(Work instruction): Beginning with the line that contains "filename src/firestore/remote/datastore/streaming.rs" in the material below, print each line exactly until the line that contains "pub const WRITE_RPC_PATH: &str" has been printed, then stop.

(Stored data):
Content starts

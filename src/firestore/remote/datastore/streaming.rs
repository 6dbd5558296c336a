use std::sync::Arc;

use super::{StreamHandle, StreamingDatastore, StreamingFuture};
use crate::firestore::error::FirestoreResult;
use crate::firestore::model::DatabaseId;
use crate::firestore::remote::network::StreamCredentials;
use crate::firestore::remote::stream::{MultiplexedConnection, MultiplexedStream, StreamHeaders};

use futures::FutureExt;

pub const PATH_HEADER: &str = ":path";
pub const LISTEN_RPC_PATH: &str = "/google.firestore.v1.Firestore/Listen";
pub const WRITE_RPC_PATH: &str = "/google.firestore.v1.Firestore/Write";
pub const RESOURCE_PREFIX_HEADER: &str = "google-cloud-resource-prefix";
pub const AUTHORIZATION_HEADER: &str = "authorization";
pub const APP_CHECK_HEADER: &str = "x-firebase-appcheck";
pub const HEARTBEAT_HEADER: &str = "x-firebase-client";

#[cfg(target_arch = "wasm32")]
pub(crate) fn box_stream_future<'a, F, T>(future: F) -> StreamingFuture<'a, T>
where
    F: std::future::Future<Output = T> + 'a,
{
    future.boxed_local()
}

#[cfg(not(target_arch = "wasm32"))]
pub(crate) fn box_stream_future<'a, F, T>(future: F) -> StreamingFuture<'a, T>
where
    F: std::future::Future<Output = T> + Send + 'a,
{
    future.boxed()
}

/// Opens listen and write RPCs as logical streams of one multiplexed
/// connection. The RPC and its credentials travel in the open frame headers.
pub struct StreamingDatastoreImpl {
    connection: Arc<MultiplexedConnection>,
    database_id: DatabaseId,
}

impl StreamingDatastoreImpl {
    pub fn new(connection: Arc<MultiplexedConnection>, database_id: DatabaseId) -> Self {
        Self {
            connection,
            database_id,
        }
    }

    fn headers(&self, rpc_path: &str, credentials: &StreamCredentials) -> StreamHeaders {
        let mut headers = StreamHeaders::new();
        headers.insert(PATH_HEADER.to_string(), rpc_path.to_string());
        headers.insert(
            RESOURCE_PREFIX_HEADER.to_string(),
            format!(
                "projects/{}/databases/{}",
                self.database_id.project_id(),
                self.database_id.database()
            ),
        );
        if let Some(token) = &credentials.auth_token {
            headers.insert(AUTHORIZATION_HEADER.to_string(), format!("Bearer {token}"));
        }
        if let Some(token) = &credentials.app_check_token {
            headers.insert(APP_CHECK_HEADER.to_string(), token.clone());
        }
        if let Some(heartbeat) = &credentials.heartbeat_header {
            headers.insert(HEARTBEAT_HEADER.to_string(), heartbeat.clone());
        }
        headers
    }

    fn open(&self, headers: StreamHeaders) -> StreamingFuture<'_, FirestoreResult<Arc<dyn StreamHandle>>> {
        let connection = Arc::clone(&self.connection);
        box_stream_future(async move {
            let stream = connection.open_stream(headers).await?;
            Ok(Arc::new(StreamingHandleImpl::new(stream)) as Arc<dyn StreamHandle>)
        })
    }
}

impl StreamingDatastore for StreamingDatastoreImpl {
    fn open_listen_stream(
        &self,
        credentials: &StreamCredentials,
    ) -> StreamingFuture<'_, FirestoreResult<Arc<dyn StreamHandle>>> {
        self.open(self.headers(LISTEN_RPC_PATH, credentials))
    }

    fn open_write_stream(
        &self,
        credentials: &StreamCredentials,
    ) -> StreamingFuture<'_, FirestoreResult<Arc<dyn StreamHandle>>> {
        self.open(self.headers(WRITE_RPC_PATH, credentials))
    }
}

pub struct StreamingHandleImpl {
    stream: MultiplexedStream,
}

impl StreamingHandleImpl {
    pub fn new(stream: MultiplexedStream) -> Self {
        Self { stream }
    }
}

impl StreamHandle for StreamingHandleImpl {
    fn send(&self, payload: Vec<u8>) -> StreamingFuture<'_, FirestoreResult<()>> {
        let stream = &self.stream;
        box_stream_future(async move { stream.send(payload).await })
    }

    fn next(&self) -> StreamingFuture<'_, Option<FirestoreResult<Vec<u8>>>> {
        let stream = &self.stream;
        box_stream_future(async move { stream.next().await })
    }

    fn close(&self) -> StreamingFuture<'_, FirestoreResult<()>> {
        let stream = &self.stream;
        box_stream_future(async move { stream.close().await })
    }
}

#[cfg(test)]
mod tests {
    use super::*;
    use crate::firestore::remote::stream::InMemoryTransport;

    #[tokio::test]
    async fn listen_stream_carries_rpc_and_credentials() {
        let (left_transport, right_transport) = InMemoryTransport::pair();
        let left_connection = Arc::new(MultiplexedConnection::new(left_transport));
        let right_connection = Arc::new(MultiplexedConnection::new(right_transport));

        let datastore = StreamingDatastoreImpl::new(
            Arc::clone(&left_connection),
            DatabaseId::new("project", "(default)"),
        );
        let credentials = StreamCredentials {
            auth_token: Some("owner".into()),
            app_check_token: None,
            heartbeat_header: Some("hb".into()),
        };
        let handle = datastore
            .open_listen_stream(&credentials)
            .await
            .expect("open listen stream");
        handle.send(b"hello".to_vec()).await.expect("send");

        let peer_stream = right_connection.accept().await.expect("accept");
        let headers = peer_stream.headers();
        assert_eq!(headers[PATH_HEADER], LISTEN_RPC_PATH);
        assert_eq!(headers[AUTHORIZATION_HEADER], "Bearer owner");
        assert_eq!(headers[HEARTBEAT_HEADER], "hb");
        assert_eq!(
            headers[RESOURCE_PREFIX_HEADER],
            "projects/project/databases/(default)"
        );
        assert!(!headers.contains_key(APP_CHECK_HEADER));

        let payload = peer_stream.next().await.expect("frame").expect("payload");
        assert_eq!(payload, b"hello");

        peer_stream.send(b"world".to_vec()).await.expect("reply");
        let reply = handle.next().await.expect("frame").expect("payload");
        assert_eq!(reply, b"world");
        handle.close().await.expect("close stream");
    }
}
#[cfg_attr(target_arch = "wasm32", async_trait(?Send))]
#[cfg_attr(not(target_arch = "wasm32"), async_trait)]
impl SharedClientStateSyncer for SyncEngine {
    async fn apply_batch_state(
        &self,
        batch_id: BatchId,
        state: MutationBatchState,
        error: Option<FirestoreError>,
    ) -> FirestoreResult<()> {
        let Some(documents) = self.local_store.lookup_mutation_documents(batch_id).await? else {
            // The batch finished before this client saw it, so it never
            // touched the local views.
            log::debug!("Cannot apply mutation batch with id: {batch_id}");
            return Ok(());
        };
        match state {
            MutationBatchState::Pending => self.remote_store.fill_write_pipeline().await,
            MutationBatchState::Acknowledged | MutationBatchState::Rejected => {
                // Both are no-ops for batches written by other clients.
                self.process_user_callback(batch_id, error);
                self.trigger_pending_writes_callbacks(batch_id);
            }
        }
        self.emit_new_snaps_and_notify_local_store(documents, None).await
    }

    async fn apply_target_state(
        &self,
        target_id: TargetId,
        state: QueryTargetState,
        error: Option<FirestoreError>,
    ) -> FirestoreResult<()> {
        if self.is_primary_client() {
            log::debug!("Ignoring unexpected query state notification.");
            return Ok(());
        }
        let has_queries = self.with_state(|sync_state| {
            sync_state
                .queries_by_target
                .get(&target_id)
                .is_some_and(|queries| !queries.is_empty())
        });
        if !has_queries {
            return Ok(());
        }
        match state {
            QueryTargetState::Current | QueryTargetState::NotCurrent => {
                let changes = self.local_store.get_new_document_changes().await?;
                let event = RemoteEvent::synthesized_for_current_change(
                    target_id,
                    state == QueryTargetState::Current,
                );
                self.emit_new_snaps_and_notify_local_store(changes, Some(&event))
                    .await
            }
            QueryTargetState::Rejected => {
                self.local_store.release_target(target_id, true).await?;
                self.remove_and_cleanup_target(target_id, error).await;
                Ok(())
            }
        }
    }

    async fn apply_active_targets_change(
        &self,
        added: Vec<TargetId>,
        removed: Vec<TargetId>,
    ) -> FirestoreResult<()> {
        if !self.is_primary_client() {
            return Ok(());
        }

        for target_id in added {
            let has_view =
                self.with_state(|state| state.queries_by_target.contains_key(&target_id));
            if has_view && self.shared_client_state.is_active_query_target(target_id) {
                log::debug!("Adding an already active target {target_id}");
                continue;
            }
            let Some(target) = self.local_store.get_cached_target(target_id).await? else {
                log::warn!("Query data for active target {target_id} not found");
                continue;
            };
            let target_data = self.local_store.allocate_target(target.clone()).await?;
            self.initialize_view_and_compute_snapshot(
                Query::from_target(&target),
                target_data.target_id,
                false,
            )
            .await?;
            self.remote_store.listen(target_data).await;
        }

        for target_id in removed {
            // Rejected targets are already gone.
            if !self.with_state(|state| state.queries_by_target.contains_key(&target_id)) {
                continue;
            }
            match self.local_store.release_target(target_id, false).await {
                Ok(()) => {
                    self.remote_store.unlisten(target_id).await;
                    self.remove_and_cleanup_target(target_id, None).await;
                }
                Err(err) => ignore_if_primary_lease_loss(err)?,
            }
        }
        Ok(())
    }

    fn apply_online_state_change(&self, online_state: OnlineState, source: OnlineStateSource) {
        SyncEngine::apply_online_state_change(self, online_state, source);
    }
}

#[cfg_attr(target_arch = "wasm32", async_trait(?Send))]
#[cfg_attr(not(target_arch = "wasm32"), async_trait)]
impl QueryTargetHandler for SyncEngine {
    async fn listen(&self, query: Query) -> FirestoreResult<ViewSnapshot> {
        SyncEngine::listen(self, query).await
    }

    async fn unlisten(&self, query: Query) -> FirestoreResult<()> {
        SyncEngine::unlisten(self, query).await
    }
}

Content ends
Content starts

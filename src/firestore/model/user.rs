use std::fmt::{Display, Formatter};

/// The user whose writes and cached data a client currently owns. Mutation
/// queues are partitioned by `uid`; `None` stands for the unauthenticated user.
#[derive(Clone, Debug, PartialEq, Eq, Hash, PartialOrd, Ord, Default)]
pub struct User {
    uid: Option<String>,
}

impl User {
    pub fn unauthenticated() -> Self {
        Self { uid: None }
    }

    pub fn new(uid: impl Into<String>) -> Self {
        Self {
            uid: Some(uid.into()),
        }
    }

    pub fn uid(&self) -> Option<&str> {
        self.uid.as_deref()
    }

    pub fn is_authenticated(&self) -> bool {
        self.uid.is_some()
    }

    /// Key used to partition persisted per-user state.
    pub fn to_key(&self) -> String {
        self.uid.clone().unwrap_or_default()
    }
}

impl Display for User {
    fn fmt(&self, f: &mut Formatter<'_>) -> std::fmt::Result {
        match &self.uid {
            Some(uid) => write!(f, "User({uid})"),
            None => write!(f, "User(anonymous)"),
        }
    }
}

Content ends
Content starts

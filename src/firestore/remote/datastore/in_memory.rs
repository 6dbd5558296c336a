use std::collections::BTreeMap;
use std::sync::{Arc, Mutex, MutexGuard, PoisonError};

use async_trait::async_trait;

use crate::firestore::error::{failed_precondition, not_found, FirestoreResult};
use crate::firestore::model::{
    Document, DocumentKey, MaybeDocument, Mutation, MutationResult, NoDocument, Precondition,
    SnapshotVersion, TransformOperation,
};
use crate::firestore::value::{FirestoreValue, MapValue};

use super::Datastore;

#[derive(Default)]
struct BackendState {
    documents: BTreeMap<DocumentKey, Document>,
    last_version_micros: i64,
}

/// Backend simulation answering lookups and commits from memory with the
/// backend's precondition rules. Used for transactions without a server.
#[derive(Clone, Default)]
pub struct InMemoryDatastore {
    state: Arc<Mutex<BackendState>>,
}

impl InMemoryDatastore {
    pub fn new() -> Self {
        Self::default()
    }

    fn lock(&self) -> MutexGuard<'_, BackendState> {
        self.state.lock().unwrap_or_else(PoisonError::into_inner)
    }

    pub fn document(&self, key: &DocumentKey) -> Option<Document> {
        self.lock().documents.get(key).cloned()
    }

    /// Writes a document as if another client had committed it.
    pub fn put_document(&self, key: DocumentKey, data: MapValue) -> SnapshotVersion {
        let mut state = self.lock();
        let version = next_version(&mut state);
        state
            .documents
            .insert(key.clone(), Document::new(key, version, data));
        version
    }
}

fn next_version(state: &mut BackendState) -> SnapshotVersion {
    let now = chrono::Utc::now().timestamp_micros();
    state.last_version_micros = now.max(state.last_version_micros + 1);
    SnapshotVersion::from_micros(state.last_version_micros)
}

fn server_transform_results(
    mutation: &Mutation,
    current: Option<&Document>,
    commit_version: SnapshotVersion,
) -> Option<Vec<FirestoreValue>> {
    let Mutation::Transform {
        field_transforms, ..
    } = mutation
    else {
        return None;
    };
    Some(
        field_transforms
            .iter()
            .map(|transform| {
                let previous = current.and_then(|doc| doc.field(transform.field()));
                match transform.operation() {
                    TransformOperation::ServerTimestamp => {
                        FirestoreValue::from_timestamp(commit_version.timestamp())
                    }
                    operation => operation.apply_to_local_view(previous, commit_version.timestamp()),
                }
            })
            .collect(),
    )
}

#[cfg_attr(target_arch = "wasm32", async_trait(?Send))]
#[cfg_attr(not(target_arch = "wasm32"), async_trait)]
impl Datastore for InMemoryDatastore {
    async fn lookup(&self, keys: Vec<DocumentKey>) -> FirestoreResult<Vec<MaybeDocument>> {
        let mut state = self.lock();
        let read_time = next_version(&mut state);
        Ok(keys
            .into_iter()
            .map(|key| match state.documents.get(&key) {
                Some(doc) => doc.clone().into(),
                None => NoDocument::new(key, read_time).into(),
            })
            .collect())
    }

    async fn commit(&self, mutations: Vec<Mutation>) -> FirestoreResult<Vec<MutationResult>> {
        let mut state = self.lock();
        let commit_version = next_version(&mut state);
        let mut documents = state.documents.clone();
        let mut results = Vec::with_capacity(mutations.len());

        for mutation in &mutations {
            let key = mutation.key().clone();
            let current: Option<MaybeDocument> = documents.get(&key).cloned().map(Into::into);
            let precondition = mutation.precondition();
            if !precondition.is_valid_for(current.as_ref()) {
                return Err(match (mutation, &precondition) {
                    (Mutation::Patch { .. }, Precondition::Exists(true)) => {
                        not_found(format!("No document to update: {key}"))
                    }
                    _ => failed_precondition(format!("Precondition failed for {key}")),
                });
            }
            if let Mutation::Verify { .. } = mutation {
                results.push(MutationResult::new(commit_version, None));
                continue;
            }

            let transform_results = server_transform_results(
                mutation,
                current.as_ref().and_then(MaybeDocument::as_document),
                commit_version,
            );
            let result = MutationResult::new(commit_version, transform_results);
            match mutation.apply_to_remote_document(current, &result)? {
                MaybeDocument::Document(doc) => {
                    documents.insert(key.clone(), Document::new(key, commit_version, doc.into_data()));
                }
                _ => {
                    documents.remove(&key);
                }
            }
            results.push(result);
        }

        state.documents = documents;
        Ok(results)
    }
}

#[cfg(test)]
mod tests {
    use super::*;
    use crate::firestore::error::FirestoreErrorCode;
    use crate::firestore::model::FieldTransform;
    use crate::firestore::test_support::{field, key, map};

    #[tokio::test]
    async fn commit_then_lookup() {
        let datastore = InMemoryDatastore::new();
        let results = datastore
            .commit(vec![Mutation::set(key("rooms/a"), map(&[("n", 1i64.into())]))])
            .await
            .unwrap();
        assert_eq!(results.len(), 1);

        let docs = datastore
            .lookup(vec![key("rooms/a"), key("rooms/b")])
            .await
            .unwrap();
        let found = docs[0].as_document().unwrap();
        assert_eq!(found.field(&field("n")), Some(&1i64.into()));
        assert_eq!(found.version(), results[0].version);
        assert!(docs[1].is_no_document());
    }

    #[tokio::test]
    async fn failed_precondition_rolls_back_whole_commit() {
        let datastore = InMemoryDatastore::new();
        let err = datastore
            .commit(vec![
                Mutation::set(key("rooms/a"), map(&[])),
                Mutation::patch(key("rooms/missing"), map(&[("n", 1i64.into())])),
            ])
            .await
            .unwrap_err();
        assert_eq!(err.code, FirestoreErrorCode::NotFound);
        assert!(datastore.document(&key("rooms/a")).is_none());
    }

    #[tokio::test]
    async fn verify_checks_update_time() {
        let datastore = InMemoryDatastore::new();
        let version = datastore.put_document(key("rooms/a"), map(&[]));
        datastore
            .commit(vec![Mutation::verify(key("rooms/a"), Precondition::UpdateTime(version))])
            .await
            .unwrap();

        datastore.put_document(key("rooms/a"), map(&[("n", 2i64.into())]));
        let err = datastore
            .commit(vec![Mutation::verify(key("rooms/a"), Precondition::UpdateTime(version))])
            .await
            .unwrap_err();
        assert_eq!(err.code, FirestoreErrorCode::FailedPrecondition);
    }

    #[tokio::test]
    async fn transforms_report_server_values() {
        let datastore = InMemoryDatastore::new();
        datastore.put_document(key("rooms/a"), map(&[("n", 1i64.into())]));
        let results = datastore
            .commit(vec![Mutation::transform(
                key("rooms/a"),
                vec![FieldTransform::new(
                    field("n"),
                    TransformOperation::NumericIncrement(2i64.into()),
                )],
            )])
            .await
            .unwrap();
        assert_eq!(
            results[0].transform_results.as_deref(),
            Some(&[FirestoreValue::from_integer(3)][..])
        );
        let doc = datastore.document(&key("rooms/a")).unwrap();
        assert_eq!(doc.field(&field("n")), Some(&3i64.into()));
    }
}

Content ends

(Exercise output):
filename src/firestore/remote/datastore/streaming.rs
repository 6dbd5558296c336a
use std::sync::Arc;

use super::{StreamHandle, StreamingDatastore, StreamingFuture};
use crate::firestore::error::FirestoreResult;
use crate::firestore::model::DatabaseId;
use crate::firestore::remote::network::StreamCredentials;
use crate::firestore::remote::stream::{MultiplexedConnection, MultiplexedStream, StreamHeaders};

use futures::FutureExt;

pub const PATH_HEADER: &str = ":path";
pub const LISTEN_RPC_PATH: &str = "/google.firestore.v1.Firestore/Listen";
pub const WRITE_RPC_PATH: &str = "/google.firestore.v1.Firestore/Write";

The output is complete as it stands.